Posterior ischemic neuropathy (ZIN) is a rather rare phenomenon, which is
acute ischemic disorder in the optic nerve behind the eyeball, in the intraorbital zone. The symptoms and course of this type of neuropathy are similar to those of IDUs, but due to the absence of changes in the fundus even in the acute period, diagnosis is difficult.
The color of the optic disc remains unchanged, with clear boundaries. Over time, disc discoloration and optic nerve atrophy are noted after about 46 weeks. With ZIN, lesions are noticeable only in one eye, pigmentary degeneration of the retina, narrowing of the visual field, sectoral loss, paracentral defects of the visual field and other gross changes are observed.
Over time, vascular disorders also appear on the other eye, they are manifested by acute circulatory disorders, a decrease in visual acuity. With the right treatment, vision is restored or the condition of the eye remains at the same level.
Optic neuropathy
Optic neuropathy can be toxic. Toxic neuropathy is a consequence of the use of methyl alcohol and tobacco and alcohol products. This leads to degenerative damage to the optic nerve. Methyl alcohol is the greatest danger of a sharp progressive decline in visual acuity.
In addition, the pupils expand, there is a lack of reaction to light. After a time after poisoning, hyperemia of the optic nerve head develops in the fundus and blindness occurs. The acute period of toxic neuropathy is characterized by headache, nausea, vomiting, and a coma often occurs.

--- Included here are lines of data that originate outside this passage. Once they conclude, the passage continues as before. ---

//! HTTP client for an Ollama-compatible inference server.

use std::pin::Pin;
use std::time::Duration;

use async_trait::async_trait;
use bytes::Bytes;
use futures::{Stream, StreamExt};
use reqwest::{Client as HttpClient, StatusCode};
use rift_config::{GenerationOptions, InferenceConfig};
use serde::{Deserialize, Serialize};

use crate::error::InferenceError;

/// Raw response body of a streamed completion.
pub type ByteStream = Pin<Box<dyn Stream<Item = Result<Bytes, InferenceError>> + Send>>;

const HEALTH_TIMEOUT: Duration = Duration::from_secs(2);
const TAGS_TIMEOUT: Duration = Duration::from_secs(5);

#[derive(Debug, Clone, PartialEq, Serialize)]
pub struct CompletionRequest {
    pub model: String,
    pub prompt: String,
    #[serde(skip_serializing_if = "Option::is_none")]
    pub system: Option<String>,
    pub stream: bool,
    pub options: GenerationOptions,
}

/// An installed model as reported by `/api/tags`.
#[derive(Debug, Clone, PartialEq, Eq, Deserialize, Serialize)]
pub struct ModelInfo {
    pub name: String,
    #[serde(default)]
    pub size: Option<u64>,
    #[serde(default)]
    pub modified_at: Option<String>,
}

#[derive(Debug, Deserialize)]
struct TagsResponse {
    #[serde(default)]
    models: Vec<ModelInfo>,
}

/// Source of streamed completion bodies.
#[async_trait]
pub trait CompletionBackend: Send + Sync {
    /// Open a streamed completion. Connection or HTTP status failures are
    /// reported as [`InferenceError::BackendUnavailable`].
    async fn open(&self, request: &CompletionRequest) -> Result<ByteStream, InferenceError>;

    /// Cheap liveness probe.
    async fn is_available(&self) -> bool;

    async fn list_models(&self) -> Result<Vec<ModelInfo>, InferenceError>;
}

/// Strip a trailing slash and an OpenAI-style `/v1` suffix.
pub fn host_root(base_url: &str) -> String {
    let trimmed = base_url.trim().trim_end_matches('/');
    trimmed
        .strip_suffix("/v1")
        .map_or(trimmed, |root| root.trim_end_matches('/'))
        .to_string()
}

#[derive(Debug, Clone)]
pub struct OllamaBackend {
    http_client: HttpClient,
    base_url: String,
}

impl OllamaBackend {
    pub fn new(base_url: &str, connect_timeout: Duration) -> Result<Self, InferenceError> {
        let http_client = HttpClient::builder()
            .connect_timeout(connect_timeout)
            .build()
            .map_err(|err| InferenceError::BackendUnavailable(err.to_string()))?;
        Ok(Self {
            http_client,
            base_url: host_root(base_url),
        })
    }

    pub fn from_config(config: &InferenceConfig) -> Result<Self, InferenceError> {
        Self::new(
            &config.base_url,
            Duration::from_secs(config.connect_timeout_seconds),
        )
    }

    pub fn base_url(&self) -> &str {
        &self.base_url
    }

    fn endpoint(&self, path: &str) -> String {
        format!("{}/api/{path}", self.base_url)
    }

    fn map_reqwest_error(err: &reqwest::Error) -> InferenceError {
        if err.is_connect() || err.is_timeout() {
            InferenceError::BackendUnavailable(format!("cannot reach inference backend: {err}"))
        } else {
            InferenceError::BackendUnavailable(err.to_string())
        }
    }

    fn error_from_status(status: StatusCode, body: &str) -> InferenceError {
        // Ollama puts the reason in `{"error": "..."}`.
        let reason = serde_json::from_str::<serde_json::Value>(body)
            .ok()
            .and_then(|value| value.get("error").and_then(|e| e.as_str()).map(str::to_string))
            .unwrap_or_else(|| body.trim().to_string());

        if reason.is_empty() {
            InferenceError::BackendUnavailable(format!("request failed with status {status}"))
        } else {
            InferenceError::BackendUnavailable(format!("request failed ({status}): {reason}"))
        }
    }
}

#[async_trait]
impl CompletionBackend for OllamaBackend {
    async fn open(&self, request: &CompletionRequest) -> Result<ByteStream, InferenceError> {
        let url = self.endpoint("generate");
        tracing::debug!(%url, model = %request.model, "opening completion stream");

        let response = self
            .http_client
            .post(url)
            .json(request)
            .send()
            .await
            .map_err(|err| Self::map_reqwest_error(&err))?;

        let status = response.status();
        if !status.is_success() {
            let body = response.text().await.unwrap_or_else(|err| err.to_string());
            return Err(Self::error_from_status(status, &body));
        }

        let body = response.bytes_stream().map(|item| {
            item.map_err(|err| InferenceError::StreamInterrupted(err.to_string()))
        });
        Ok(Box::pin(body))
    }

    async fn is_available(&self) -> bool {
        match self
            .http_client
            .get(self.endpoint("tags"))
            .timeout(HEALTH_TIMEOUT)
            .send()
            .await
        {
            Ok(response) => response.status().is_success(),
            Err(err) => {
                tracing::debug!(error = %err, "inference backend health probe failed");
                false
            }
        }
    }

    async fn list_models(&self) -> Result<Vec<ModelInfo>, InferenceError> {
        let response = self
            .http_client
            .get(self.endpoint("tags"))
            .timeout(TAGS_TIMEOUT)
            .send()
            .await
            .map_err(|err| Self::map_reqwest_error(&err))?;

        let status = response.status();
        if !status.is_success() {
            let body = response.text().await.unwrap_or_else(|err| err.to_string());
            return Err(Self::error_from_status(status, &body));
        }

        let tags: TagsResponse = response
            .json()
            .await
            .map_err(|err| InferenceError::Backend(format!("malformed model list: {err}")))?;
        Ok(tags.models)
    }
}

#[cfg(test)]
mod tests {
    use super::*;
    use pretty_assertions::assert_eq;
    use wiremock::matchers::{body_partial_json, method, path};
    use wiremock::{Mock, MockServer, ResponseTemplate};

    fn request(prompt: &str) -> CompletionRequest {
        CompletionRequest {
            model: "mistral".to_string(),
            prompt: prompt.to_string(),
            system: Some("be brief".to_string()),
            stream: true,
            options: GenerationOptions::default(),
        }
    }

    async fn collect(mut body: ByteStream) -> Vec<u8> {
        let mut out = Vec::new();
        while let Some(chunk) = body.next().await {
            out.extend_from_slice(&chunk.expect("chunk"));
        }
        out
    }

    #[test]
    fn host_root_strips_suffixes() {
        assert_eq!(host_root("http://localhost:11434/"), "http://localhost:11434");
        assert_eq!(host_root("http://localhost:11434/v1"), "http://localhost:11434");
        assert_eq!(host_root("http://gpu:11434/v1/"), "http://gpu:11434");
    }

    #[tokio::test]
    async fn open_posts_generate_request() {
        let server = MockServer::start().await;
        Mock::given(method("POST"))
            .and(path("/api/generate"))
            .and(body_partial_json(serde_json::json!({
                "model": "mistral",
                "prompt": "scan summary",
                "system": "be brief",
                "stream": true,
                "options": { "num_ctx": 4096 }
            })))
            .respond_with(
                ResponseTemplate::new(200)
                    .set_body_raw("{\"response\":\"ok\",\"done\":true}\n", "application/x-ndjson"),
            )
            .expect(1)
            .mount(&server)
            .await;

        let backend = OllamaBackend::new(&server.uri(), Duration::from_secs(1)).expect("client");
        let body = backend.open(&request("scan summary")).await.expect("open");
        assert_eq!(collect(body).await, b"{\"response\":\"ok\",\"done\":true}\n".to_vec());
    }

    #[tokio::test]
    async fn error_status_is_backend_unavailable() {
        let server = MockServer::start().await;
        Mock::given(method("POST"))
            .and(path("/api/generate"))
            .respond_with(
                ResponseTemplate::new(404)
                    .set_body_string("{\"error\":\"model 'mistral' not found\"}"),
            )
            .mount(&server)
            .await;

        let backend = OllamaBackend::new(&server.uri(), Duration::from_secs(1)).expect("client");
        let err = backend
            .open(&request("hi"))
            .await
            .err()
            .expect("404 should fail");
        match err {
            InferenceError::BackendUnavailable(message) => {
                assert!(message.contains("not found"), "{message}");
            }
            other => panic!("unexpected error: {other:?}"),
        }
    }

    #[tokio::test]
    async fn unreachable_server_is_backend_unavailable() {
        let backend =
            OllamaBackend::new("http://127.0.0.1:9", Duration::from_millis(200)).expect("client");
        let err = backend.open(&request("hi")).await.err().expect("no server");
        assert!(matches!(err, InferenceError::BackendUnavailable(_)));
        assert!(!backend.is_available().await);
    }

    #[tokio::test]
    async fn lists_installed_models() {
        let server = MockServer::start().await;
        Mock::given(method("GET"))
            .and(path("/api/tags"))
            .respond_with(ResponseTemplate::new(200).set_body_json(serde_json::json!({
                "models": [
                    { "name": "mistral:7b-instruct-v0.2-q4_0", "size": 4109865159u64 },
                    { "name": "llama3:8b", "modified_at": "2024-05-01T10:00:00Z" }
                ]
            })))
            .mount(&server)
            .await;

        let backend = OllamaBackend::new(&server.uri(), Duration::from_secs(1)).expect("client");
        assert!(backend.is_available().await);
        let models = backend.list_models().await.expect("models");
        let names: Vec<&str> = models.iter().map(|model| model.name.as_str()).collect();
        assert_eq!(names, vec!["mistral:7b-instruct-v0.2-q4_0", "llama3:8b"]);
        assert_eq!(models.first().and_then(|model| model.size), Some(4_109_865_159));
    }
}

First aid for methyl alcohol poisoning is to remove the poison from the body.
Patients are prescribed gastric lavage, laxatives. Since poisoning with this type of alcohol is extremely dangerous, the sooner the patient is taken to the emergency room, the more chances are to save his life. Only a comprehensive treatment and study of the general vascular pathology of the patient will quickly achieve positive results.
Treatment of ischemic neuropathy involves the use of antispasmodic and thrombolytic agents. They use anticoagulants, symptomatic drugs and B vitamins. The effectiveness of magnetotherapy and methods of electro and laser stimulation of the optic nerve has been proven.
Article author: Mochalov Pavel Alexandrovich | d. m. n. therapist
Education: Moscow Medical Institute. IM Sechenov, specialty - "General Medicine" in 1991, in 1993 "Occupational Diseases", in 1996 "Therapy".